So blah blah blah insert apology about how I’m a very important person with very important life and that is why I did not update my internet site on the internet. (Truthfully though, lots has happened. Mostly good, and the bad is only little bad, so yay? I don’t know where to begin. We’ll get caught up on all that another day)
Derek is a talking person who says many words. He’s been adding words slowly but surely to his vocabulary for a few months, but this past few weeks has been an EXPLOSION of language, and he’s even building a few 2-3 word sentences. We can have conversations now. Like the ones below
Me: No, that’s mommy’s phone
Derek: Deddit phone!
I wish that worked in real life. Can you imagine? I’d be all at the apple store, admiring a new iPhone and just pick it up and start walking out. The staff would be all killjoy, like “You have to pay for that!” and I’d be all “LISA PHONE!” Case closed, folks.
Me: What does a dog say?
Derek: Woof!
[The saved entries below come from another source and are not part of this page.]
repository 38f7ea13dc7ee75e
use std::future::Future;

use thiserror::Error;
use yzagere_models::contact::{ContactField, ContactFormFields, FieldErrors, SpamReason};

#[cfg_attr(feature = "mock", mockall::automock)]
pub trait ContactService: Send + Sync + 'static {
    /// Checks a raw contact form submission and forwards it to the business
    /// inbox.
    ///
    /// Suspected spam is dropped without an error so that the caller cannot
    /// tell it apart from a delivered lead.
    fn relay(
        &self,
        fields: ContactFormFields,
    ) -> impl Future<Output = Result<RelayOutcome, ContactRelayError>> + Send;
}

#[derive(Debug, Clone, Copy, PartialEq, Eq)]
pub enum RelayOutcome {
    Delivered,
    Dropped(SpamReason),
}

#[derive(Debug, Error)]
pub enum ContactRelayError {
    #[error("Missing required fields (name, email, message)")]
    MissingRequiredFields,
    #[error("Invalid email format")]
    InvalidEmail,
    #[error("Invalid submission")]
    Invalid(FieldErrors),
    #[error("Failed to send message.")]
    Send,
    #[error(transparent)]
    Other(#[from] anyhow::Error),
}

impl From<FieldErrors> for ContactRelayError {
    fn from(errors: FieldErrors) -> Self {
        if errors.has_missing_required() {
            Self::MissingRequiredFields
        } else if errors.get(ContactField::Email).is_some() {
            Self::InvalidEmail
        } else {
            Self::Invalid(errors)
        }
    }
}

#[cfg(feature = "mock")]
impl MockContactService {
    pub fn with_relay(
        mut self,
        fields: ContactFormFields,
        result: Result<RelayOutcome, ContactRelayError>,
    ) -> Self {
        self.expect_relay()
            .once()
            .with(mockall::predicate::eq(fields))
            .return_once(|_| Box::pin(std::future::ready(result)));
        self
    }
}
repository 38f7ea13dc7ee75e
use std::{sync::Arc, time::Duration};

use chrono::{DateTime, FixedOffset, Offset, Utc};
use tracing::{info, warn};
use yzagere_core_contact_contracts::{ContactRelayError, ContactService, RelayOutcome};
use yzagere_email_contracts::{Email, EmailBody, EmailService};
use yzagere_models::{
    contact::{ContactFormFields, ContactSubmission},
    email_address::EmailAddressWithName,
};
use yzagere_shared_contracts::time::TimeService;
use yzagere_templates_contracts::{
    LeadNotification, LeadNotificationHtmlTemplate, LeadNotificationTextTemplate, TemplateService,
};

#[cfg(test)]
mod tests;

/// Arizona does not observe daylight saving time, so MST is UTC-07:00 all
/// year round.
const ARIZONA_UTC_OFFSET_SECS: i32 = -7 * 3600;

#[derive(Debug, Clone)]
pub struct ContactServiceImpl<Time, Email, Template> {
    time: Time,
    email: Email,
    template: Template,
    config: ContactServiceConfig,
}

#[derive(Debug, Clone)]
pub struct ContactServiceConfig {
    /// Inbox receiving the lead notifications.
    pub recipient: Arc<EmailAddressWithName>,
    pub business_name: Arc<str>,
    /// Submissions sent sooner than this after the form was rendered are
    /// considered automated.
    pub min_dwell_time: Duration,
}

impl<Time, Email, Template> ContactServiceImpl<Time, Email, Template> {
    pub fn new(time: Time, email: Email, template: Template, config: ContactServiceConfig) -> Self {
        Self {
            time,
            email,
            template,
            config,
        }
    }
}

impl<Time, EmailS, TemplateS> ContactService for ContactServiceImpl<Time, EmailS, TemplateS>
where
    Time: TimeService,
    EmailS: EmailService,
    TemplateS: TemplateService,
{
    async fn relay(&self, fields: ContactFormFields) -> Result<RelayOutcome, ContactRelayError> {
        let now = self.time.now();

        if let Some(reason) = fields.spam_check(now, self.config.min_dwell_time) {
            info!(%reason, "dropping suspected spam");
            return Ok(RelayOutcome::Dropped(reason));
        }

        let submission = fields.validate()?;
        let email = self.notification_email(&submission, now)?;

        if !self.email.send(email).await? {
            return Err(ContactRelayError::Send);
        }

        info!(name = %submission.name, service = %submission.service, "relayed new lead");

        Ok(RelayOutcome::Delivered)
    }
}

impl<Time, EmailS, TemplateS> ContactServiceImpl<Time, EmailS, TemplateS>
where
    TemplateS: TemplateService,
{
    fn notification_email(
        &self,
        submission: &ContactSubmission,
        now: DateTime<Utc>,
    ) -> anyhow::Result<Email> {
        let notification = LeadNotification {
            business_name: self.config.business_name.to_string(),
            service: submission.service.to_string(),
            name: submission.name.to_string(),
            email: submission.email.to_string(),
            phone: submission.phone.as_ref().map(ToString::to_string),
            message: submission.message.to_string(),
            submitted_at: format_arizona_time(now),
        };

        let text = self
            .template
            .render(&LeadNotificationTextTemplate(notification.clone()))?;
        let html = self
            .template
            .render(&LeadNotificationHtmlTemplate(notification))?;

        let reply_to = submission.email.to_email_address().map(Into::into);
        if reply_to.is_none() {
            warn!(email = %submission.email, "submitter address not usable as Reply-To");
        }

        Ok(Email {
            recipient: (*self.config.recipient).clone(),
            subject: format!("New Lead: {} — {}", *submission.service, *submission.name),
            body: EmailBody::Alternative { text, html },
            reply_to,
        })
    }
}

/// Formats a timestamp the way a US locale shows Arizona local time, e.g.
/// `10/18/2026, 9:30:00 AM MST`.
fn format_arizona_time(time: DateTime<Utc>) -> String {
    let offset = FixedOffset::east_opt(ARIZONA_UTC_OFFSET_SECS).unwrap_or_else(|| Utc.fix());
    time.with_timezone(&offset)
        .format("%-m/%-d/%Y, %-I:%M:%S %p MST")
        .to_string()
}
pub mod commands;
pub mod environment;

mod email;
//! Cross-origin access for the contact widget, which may be embedded on any
//! page.

use axum::{
    http::{header, Method},
    Router,
};
use tower_http::cors::{Any, CorsLayer};

/// Answers every `OPTIONS` request as a preflight with an empty `200` and adds
/// `Access-Control-Allow-Origin: *` to all other responses.
pub fn add<S: Clone + Send + Sync + 'static>(router: Router<S>) -> Router<S> {
    router.layer(
        CorsLayer::new()
            .allow_origin(Any)
            .allow_methods([Method::POST, Method::OPTIONS])
            .allow_headers([header::CONTENT_TYPE]),
    )
}
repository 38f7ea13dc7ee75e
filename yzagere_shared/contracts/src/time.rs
use chrono::{DateTime, Utc};

#[cfg_attr(feature = "mock", mockall::automock)]
pub trait TimeService: Send + Sync + 'static {
    /// Returns the current time.
    fn now(&self) -> DateTime<Utc>;
}

#[cfg(feature = "mock")]
impl MockTimeService {
    pub fn with_now(mut self, time: DateTime<Utc>) -> Self {
        self.expect_now().once().return_const(time);
        self
    }
}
Woof!
Me: What does a duck say?
Me: What does a cow say?
Old MacDonald’s farm is haunted, yo. There be ghost cows straight up haunting the joint.
Derek, pretending to talk on the phone: Hi!
Me, pretending to talk on the phone: Hi!
Me: Oh, you had toast for dinner? (I, of course, am graciously not bringing up about how we made him a lovely beef and vegetable skewer and he refused to even try it, so ended up having toast and fruit for supper. Again.)
Derek: *hangs up pretend phone*
I’d LOVE to just call random people and yell words, make them extrapolate my meaning, then hang up without confirming. It would be so maliciously confusing. Especially if you called companies. You could call the bank and just yell “TRANSFER” and they’d have to guess which accounts and what amount. Delightful.
This is probably my favorite stage so far of parenting. He’s just so endlessly funny.